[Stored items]
┄┄┄┄┄┄┄┄┄┄

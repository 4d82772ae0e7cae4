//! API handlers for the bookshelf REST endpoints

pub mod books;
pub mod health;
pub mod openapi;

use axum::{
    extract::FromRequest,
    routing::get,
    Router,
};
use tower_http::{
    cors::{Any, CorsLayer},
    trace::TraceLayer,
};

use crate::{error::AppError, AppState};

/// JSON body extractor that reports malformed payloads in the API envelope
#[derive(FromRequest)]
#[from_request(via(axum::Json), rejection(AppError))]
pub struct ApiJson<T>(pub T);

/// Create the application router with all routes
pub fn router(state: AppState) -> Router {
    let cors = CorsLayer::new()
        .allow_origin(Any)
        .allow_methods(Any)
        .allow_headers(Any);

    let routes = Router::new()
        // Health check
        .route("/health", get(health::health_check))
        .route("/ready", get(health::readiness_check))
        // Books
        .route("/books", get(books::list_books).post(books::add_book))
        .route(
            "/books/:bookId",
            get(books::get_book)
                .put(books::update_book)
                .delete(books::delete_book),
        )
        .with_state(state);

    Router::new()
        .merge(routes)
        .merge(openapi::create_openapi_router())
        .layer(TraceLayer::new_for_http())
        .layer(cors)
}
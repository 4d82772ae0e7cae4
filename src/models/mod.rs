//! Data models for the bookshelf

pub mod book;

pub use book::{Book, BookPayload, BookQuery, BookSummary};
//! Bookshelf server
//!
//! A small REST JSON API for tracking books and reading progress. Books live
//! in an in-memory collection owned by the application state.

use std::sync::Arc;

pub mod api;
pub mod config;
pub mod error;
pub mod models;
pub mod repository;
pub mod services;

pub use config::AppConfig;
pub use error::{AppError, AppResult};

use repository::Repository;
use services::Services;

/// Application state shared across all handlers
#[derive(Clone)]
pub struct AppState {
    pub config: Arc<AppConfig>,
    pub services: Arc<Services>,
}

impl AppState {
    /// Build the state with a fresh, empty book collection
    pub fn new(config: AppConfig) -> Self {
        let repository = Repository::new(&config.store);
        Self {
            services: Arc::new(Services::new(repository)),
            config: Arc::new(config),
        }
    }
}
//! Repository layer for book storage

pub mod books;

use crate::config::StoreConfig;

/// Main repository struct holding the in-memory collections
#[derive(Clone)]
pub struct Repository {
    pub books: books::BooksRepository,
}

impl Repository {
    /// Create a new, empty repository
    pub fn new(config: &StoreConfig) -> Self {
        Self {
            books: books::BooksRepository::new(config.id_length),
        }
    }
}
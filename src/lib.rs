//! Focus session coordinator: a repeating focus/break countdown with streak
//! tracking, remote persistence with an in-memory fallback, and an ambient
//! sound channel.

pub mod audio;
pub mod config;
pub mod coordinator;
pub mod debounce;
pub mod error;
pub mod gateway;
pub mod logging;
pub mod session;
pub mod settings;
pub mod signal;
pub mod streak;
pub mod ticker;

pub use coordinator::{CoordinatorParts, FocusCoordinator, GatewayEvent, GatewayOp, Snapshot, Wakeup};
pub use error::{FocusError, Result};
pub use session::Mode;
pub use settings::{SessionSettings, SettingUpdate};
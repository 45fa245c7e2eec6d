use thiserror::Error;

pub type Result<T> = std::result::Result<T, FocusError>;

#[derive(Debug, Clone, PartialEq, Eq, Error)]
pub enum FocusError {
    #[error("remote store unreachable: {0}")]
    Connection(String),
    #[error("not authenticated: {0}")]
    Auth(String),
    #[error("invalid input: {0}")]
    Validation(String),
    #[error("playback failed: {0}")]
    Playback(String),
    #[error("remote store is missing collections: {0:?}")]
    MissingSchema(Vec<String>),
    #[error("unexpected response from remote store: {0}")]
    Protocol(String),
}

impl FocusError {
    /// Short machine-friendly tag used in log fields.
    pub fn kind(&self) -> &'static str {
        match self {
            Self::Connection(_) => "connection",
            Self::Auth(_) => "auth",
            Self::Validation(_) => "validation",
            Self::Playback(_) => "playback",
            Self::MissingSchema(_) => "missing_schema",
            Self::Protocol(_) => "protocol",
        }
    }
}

┄┄┄┄┄┄┄┄┄┄

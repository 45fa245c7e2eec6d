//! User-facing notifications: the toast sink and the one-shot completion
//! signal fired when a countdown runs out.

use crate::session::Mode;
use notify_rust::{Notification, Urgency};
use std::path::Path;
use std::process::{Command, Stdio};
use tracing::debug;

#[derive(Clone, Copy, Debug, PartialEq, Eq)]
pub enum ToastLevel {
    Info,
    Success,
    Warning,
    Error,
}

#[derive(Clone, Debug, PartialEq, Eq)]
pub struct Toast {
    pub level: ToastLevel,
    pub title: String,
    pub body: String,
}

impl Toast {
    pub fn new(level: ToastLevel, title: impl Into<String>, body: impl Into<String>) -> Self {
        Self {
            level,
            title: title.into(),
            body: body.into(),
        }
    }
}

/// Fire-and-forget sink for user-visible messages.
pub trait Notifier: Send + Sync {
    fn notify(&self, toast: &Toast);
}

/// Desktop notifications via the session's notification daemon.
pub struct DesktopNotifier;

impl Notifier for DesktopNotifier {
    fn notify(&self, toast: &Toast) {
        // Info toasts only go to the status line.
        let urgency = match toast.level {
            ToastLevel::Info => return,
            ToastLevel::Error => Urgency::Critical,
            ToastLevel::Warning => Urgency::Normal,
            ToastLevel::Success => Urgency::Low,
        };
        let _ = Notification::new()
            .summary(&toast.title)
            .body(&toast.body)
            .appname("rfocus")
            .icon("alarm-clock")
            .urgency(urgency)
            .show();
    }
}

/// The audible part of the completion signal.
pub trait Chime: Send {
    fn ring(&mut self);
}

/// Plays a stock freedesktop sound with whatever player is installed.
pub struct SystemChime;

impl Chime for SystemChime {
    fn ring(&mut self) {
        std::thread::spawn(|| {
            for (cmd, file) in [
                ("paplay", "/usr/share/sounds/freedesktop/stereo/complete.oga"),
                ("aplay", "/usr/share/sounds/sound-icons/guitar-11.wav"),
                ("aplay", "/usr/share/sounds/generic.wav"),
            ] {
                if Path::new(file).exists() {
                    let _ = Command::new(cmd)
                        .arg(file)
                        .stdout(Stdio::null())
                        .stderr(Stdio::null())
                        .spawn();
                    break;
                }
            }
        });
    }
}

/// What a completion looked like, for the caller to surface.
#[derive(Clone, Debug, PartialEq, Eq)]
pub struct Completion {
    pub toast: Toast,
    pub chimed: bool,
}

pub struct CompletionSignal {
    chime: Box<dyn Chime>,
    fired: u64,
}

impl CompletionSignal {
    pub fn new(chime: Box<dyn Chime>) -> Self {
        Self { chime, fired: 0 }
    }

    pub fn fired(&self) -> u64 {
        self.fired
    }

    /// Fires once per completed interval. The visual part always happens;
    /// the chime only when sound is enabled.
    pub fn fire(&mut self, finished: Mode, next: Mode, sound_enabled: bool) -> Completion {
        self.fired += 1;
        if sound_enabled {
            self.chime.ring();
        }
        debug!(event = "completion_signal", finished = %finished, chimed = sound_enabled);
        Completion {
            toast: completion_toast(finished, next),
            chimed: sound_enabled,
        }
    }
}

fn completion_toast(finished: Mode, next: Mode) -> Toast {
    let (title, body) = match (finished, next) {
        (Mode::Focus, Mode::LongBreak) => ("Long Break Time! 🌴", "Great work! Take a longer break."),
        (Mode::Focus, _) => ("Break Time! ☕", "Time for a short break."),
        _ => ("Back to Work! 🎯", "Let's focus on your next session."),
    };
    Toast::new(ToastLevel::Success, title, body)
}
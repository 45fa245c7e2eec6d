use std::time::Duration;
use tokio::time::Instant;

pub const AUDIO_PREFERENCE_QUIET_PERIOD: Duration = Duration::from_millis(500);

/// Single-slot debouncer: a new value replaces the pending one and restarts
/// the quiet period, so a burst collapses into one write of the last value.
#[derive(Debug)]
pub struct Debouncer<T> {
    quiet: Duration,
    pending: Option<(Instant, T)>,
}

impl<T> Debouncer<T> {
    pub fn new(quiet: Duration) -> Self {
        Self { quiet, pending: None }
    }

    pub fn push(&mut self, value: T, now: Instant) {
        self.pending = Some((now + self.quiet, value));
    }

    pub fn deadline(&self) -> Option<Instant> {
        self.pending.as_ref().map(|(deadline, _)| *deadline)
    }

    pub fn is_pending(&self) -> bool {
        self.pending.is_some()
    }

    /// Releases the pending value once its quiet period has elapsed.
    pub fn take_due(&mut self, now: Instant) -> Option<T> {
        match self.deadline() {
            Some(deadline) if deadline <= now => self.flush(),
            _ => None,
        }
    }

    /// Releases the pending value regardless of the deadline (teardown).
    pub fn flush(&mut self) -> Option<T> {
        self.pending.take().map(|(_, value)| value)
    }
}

┄┄┄┄┄┄┄┄┄┄

(AIM OF THE EXERCISE)
Please report every line among the entries that includes "trait".

(ANSWER)
pub trait Notifier: Send + Sync {
pub trait Chime: Send {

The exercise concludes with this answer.